So in a previous post I believe I may have mentioned something about a riotous verdure. Well that riot of green has taken liberties all over my field, to devastating effect. I do have corn sprouting, with a germination rate I can live with, however, the weeds are so intense that I can barely distinguish friend from foe. Worse still, many of the weeds bare a striking resemblance to sprouting maize. The only thing that allows me positively id the crop are it's neat row arrangement. What's happened here, I believe is what is known as a “nitrogen flush.” The first heavy rains release a whole store of rich nitrogen in a form that plants can use. That's why it's important to plant your crop at the right moment, to take advantage of this phenomenon... but you know, double edged sword and all that. What's good for maize is good for kapinga, the most fearsome and deep rooted of weeds. Another tool of nature that will stymie my efforts are the deep and resilient root system of the trees that were felled to make way for my fields. What happens it that after a tree is chopped it's roots die back a little bit, but ultimately remain in tact. New branches of the tree are fast to grow since the root system, and all the water and nutrients that they bring, is still there, sized to fit a big tree they have little difficulty in providing for it's resurgent shoots. This is only observed in some tree species and can be useful to man in some instances. For example, you can plant a lucenae, a legume nitrogen fixing species, and it will grow tall. Then you chop it down, releasing a flush of nitrogen and giving you poles for fire wood, construction, what have you. In no time at all a whole new tree is reestablished, ready made for further use. This technique is known as coppicing. At any rate, pray for me: I have a whole mess of weeding ahead of me.

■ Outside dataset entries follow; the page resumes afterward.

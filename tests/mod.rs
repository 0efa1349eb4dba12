//! Main test module for dircontxt
//!
//! This module includes all test suites:
//! - Integration tests for multi-run snapshot scenarios
//! - Property-based tests for invariants
//! - Edge cases for unusual trees and damaged archives

pub mod integration;
pub mod property;

#[cfg(test)]
mod edge_cases {
    use ::dircontxt::*;
    use std::fs;
    use std::path::PathBuf;
    use tempfile::TempDir;

    fn target_in(parent: &TempDir) -> PathBuf {
        let target = parent.path().join("target_dir");
        fs::create_dir_all(&target).unwrap();
        target
    }

    fn builder() -> DircontxtBuilder {
        DircontxtBuilder::new().global_ignore_file(None)
    }

    #[test]
    fn test_empty_directory() {
        let parent = TempDir::new().unwrap();
        let target = target_in(&parent);

        let dctx = builder().build(&target).unwrap();
        let outcome = dctx.snapshot().unwrap();
        assert_eq!(outcome.write.files, 0);
        assert_eq!(outcome.write.directories, 1);

        let archive = Archive::open(&dctx.paths().archive).unwrap();
        assert!(archive.root().is_dir());
        assert!(archive.root().children().is_empty());
        assert_eq!(archive.content_len(), 0);

        let context = fs::read_to_string(&dctx.paths().context).unwrap();
        assert!(context.contains("[D] . (ID:ROOT"));
        assert!(!context.contains("<FILE_CONTENT_START"));
    }

    #[test]
    fn test_empty_files_and_nested_empty_dirs() {
        let parent = TempDir::new().unwrap();
        let target = target_in(&parent);
        fs::create_dir_all(target.join("a/b/c")).unwrap();
        fs::write(target.join("a/empty.txt"), "").unwrap();

        let dctx = builder().build(&target).unwrap();
        dctx.snapshot().unwrap();

        let mut archive = Archive::open(&dctx.paths().archive).unwrap();
        assert!(archive.root().find("a/b/c").unwrap().is_dir());
        assert_eq!(archive.read_path("a/empty.txt").unwrap(), Vec::<u8>::new());
        assert_eq!(archive.content_len(), 0);
    }

    #[test]
    fn test_binary_content_placeholder() {
        let parent = TempDir::new().unwrap();
        let target = target_in(&parent);
        fs::write(target.join("blob.bin"), [0u8, 159, 146, 150, 0, 1, 2]).unwrap();
        fs::write(target.join("note.txt"), "plain text").unwrap();

        let dctx = builder().build(&target).unwrap();
        dctx.snapshot().unwrap();

        let context = fs::read_to_string(&dctx.paths().context).unwrap();
        assert!(context.contains("[BINARY CONTENT PLACEHOLDER - Size: 7 bytes]"));
        assert!(context.contains("plain text\n"));

        // The archive keeps the raw bytes
        let mut archive = Archive::open(&dctx.paths().archive).unwrap();
        assert_eq!(archive.read_path("blob.bin").unwrap(), vec![0u8, 159, 146, 150, 0, 1, 2]);
    }

    #[test]
    fn test_unicode_names() {
        let parent = TempDir::new().unwrap();
        let target = target_in(&parent);
        fs::create_dir_all(target.join("données")).unwrap();
        fs::write(target.join("données/résumé.md"), "ça marche").unwrap();

        let dctx = builder().build(&target).unwrap();
        dctx.snapshot().unwrap();

        let mut archive = Archive::open(&dctx.paths().archive).unwrap();
        assert_eq!(
            archive.read_path("données/résumé.md").unwrap(),
            "ça marche".as_bytes()
        );
    }

    #[test]
    fn test_truncated_archive_is_rejected() {
        let parent = TempDir::new().unwrap();
        let target = target_in(&parent);
        fs::write(target.join("a.txt"), "some content").unwrap();

        let dctx = builder().output_mode(OutputMode::Binary).build(&target).unwrap();
        dctx.snapshot().unwrap();

        let bytes = fs::read(&dctx.paths().archive).unwrap();
        let damaged = parent.path().join("damaged.dircontxt");
        fs::write(&damaged, &bytes[..20]).unwrap();
        let err = Archive::open(&damaged).unwrap_err();
        assert!(err.is_corruption(), "{:?}", err);

        fs::write(&damaged, b"NOTDCTXT").unwrap();
        assert!(matches!(
            Archive::open(&damaged),
            Err(DctxError::InvalidSignature)
        ));
    }

    #[test]
    fn test_cat_unknown_path() {
        let parent = TempDir::new().unwrap();
        let target = target_in(&parent);
        fs::create_dir_all(target.join("dir")).unwrap();

        let dctx = builder().build(&target).unwrap();
        dctx.snapshot().unwrap();

        let mut archive = Archive::open(&dctx.paths().archive).unwrap();
        assert!(matches!(
            archive.read_path("missing.txt"),
            Err(DctxError::PathNotFound(_))
        ));
        assert!(matches!(archive.read_path("dir"), Err(DctxError::NotAFile(_))));
    }

    #[cfg(unix)]
    #[test]
    fn test_unreadable_file_does_not_abort() {
        use std::os::unix::fs::PermissionsExt;

        let parent = TempDir::new().unwrap();
        let target = target_in(&parent);
        let secret = target.join("secret.txt");
        fs::write(&secret, "hidden").unwrap();
        fs::write(target.join("open.txt"), "visible").unwrap();
        fs::set_permissions(&secret, fs::Permissions::from_mode(0o000)).unwrap();

        // Root can read anything; nothing to check in that case
        if fs::read(&secret).is_ok() {
            return;
        }

        let dctx = builder().build(&target).unwrap();
        let outcome = dctx.snapshot().unwrap();
        assert_eq!(outcome.write.unreadable_files, 1);

        let mut archive = Archive::open(&dctx.paths().archive).unwrap();
        assert_eq!(archive.read_path("secret.txt").unwrap(), Vec::<u8>::new());
        assert_eq!(archive.read_path("open.txt").unwrap(), b"visible");

        fs::set_permissions(&secret, fs::Permissions::from_mode(0o644)).unwrap();
    }
}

These are lucenae trees that are being managed with coppicing. You can see where they were cut to size not too long ago. This is in Chipata. This is my field before the rains. Those little green bushes are trees that have been cut back. They are green and growing even though it hasn't rained in 5 months. Their roots run down deep all the way to the water table.
Another lull in blog activity, it is true. This time the excuse is simple: the monetary scene was constrained. Without money I cannot buy 'talk time', which are little cards which allow you to add cell minutes a bit at a time, in increments as low as $1. Well that's all done now, and good news, the rains have come. Praise be... it is most satisfying to stand back and watch land that was only a short time ago parched, and sun scorched break out into a riot of green verdure. The insects din loudly, and even little frogs and toads are making merry after a rough dry season under whatever rock they've been silently comatose.
But really, what matters here is the crops, the maize and cow pea, pigeon pea, sunflower, red sun hemp and soya beans. You may never of heard of some of these esoteric plants, but you will, if you keep an eye on this here blog. There is also a green house and garden in the cards, and now with a little petty cash distending my back pocket I can replace all the chickens that perished in the great wave of avian flu that swept these lands with devastating results.
The two things that are required, no exceptions, to action are 1) money, and 2)water, and I've got neither. I've basically run out of the cash that the PC deposits into my Barkley's bank account every three months. It's not a lot and amounts to maybe $200 USD per month, but to someone who lives in a mud hut, well it's a small fortune. Anyway, I've spent it on construction materials and labor primarily, but that's all at an end now... now I'm just waiting for the rain. I have about 250 or so more pot holes to dig, but I see no reason to continue digging until the rain comes. For one thing, I've already have all the potholes for maize dug. Maize is sowed into the earth after the first heavey rains after 15 November, TODAY. The other crops, soy beans and sun flower, don't get planted until December, so no rush. Also, my hands can't take it anymore. Breaking into this earth when it's baked dried, is like mining ore. The skin on my hands is good; nice hard callouses. It's the lignens, and tendons that get me. Ever time I bring my hoe onto this hard pan, I'm convinced that 50% of the shock goes into my hands. The worst is waking up to morning stiffness... it's painful, and I've even noticed my fingers twitching when not in use.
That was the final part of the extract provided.